WORK ORDER:
The first line of the data below and every line after it, through the one with "pub fn new(config: &SyncConfig)", must be transcribed without change.

+-------+

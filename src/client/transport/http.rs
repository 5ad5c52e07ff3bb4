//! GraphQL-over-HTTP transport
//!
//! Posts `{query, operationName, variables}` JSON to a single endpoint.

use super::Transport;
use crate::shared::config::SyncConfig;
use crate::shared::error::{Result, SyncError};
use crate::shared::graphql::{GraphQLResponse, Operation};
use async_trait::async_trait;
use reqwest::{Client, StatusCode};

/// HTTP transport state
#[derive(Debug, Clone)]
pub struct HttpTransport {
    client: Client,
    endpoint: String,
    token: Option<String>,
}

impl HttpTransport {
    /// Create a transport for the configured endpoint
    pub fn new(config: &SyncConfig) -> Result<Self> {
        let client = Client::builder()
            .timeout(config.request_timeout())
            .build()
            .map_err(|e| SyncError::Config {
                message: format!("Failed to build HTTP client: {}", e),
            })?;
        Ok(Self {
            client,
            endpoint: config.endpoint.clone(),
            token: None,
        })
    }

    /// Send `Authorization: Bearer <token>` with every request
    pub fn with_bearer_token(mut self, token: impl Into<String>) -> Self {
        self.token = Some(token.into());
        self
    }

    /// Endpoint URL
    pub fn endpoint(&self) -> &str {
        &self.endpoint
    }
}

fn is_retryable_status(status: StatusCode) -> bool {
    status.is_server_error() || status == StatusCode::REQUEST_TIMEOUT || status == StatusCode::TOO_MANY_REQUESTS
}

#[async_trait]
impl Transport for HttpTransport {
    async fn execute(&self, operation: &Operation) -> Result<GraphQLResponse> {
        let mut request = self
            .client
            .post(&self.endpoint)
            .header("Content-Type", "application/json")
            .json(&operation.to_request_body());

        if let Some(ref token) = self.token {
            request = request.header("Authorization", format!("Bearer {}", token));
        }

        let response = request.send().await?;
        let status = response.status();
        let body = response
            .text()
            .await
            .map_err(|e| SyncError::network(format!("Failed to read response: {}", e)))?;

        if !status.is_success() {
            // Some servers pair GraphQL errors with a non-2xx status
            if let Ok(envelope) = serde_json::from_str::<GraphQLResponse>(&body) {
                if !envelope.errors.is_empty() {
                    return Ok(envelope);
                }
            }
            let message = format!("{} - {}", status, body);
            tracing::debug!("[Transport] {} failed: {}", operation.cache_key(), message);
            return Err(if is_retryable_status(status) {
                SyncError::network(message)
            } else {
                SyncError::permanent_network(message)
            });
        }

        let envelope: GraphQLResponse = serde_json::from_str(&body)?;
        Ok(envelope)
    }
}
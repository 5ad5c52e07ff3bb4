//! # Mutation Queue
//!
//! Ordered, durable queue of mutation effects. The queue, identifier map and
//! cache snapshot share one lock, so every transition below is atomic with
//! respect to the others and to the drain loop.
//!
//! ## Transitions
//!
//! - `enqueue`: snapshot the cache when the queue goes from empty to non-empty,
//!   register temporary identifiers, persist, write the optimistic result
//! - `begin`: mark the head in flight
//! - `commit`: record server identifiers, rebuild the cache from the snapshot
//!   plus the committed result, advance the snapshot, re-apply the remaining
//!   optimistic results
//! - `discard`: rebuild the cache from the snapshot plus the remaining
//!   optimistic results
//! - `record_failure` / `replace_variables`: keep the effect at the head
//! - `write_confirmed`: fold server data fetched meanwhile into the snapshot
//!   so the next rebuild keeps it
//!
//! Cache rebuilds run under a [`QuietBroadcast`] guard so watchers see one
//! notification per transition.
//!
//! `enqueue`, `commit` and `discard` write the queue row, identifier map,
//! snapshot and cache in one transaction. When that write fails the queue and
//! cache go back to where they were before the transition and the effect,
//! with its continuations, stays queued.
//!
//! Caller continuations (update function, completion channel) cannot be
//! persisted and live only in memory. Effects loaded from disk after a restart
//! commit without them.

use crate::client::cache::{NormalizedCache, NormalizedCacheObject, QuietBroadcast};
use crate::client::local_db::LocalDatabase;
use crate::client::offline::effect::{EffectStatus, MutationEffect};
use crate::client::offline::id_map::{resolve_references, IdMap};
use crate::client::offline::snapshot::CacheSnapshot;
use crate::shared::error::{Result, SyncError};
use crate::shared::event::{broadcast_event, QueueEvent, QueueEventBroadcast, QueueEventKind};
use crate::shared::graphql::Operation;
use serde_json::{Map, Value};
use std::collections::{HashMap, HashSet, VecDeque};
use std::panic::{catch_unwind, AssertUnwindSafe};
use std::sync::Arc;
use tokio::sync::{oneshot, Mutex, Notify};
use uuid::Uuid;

+-------+

EXERCISE RESPONSE:
filename src/client/transport/http.rs
repository 5ad5c52e07ff3bb4
//! GraphQL-over-HTTP transport
//!
//! Posts `{query, operationName, variables}` JSON to a single endpoint.

use super::Transport;
use crate::shared::config::SyncConfig;
use crate::shared::error::{Result, SyncError};
use crate::shared::graphql::{GraphQLResponse, Operation};
use async_trait::async_trait;
use reqwest::{Client, StatusCode};

/// HTTP transport state
#[derive(Debug, Clone)]
pub struct HttpTransport {
    client: Client,
    endpoint: String,
    token: Option<String>,
}

impl HttpTransport {
    /// Create a transport for the configured endpoint
    pub fn new(config: &SyncConfig) -> Result<Self> {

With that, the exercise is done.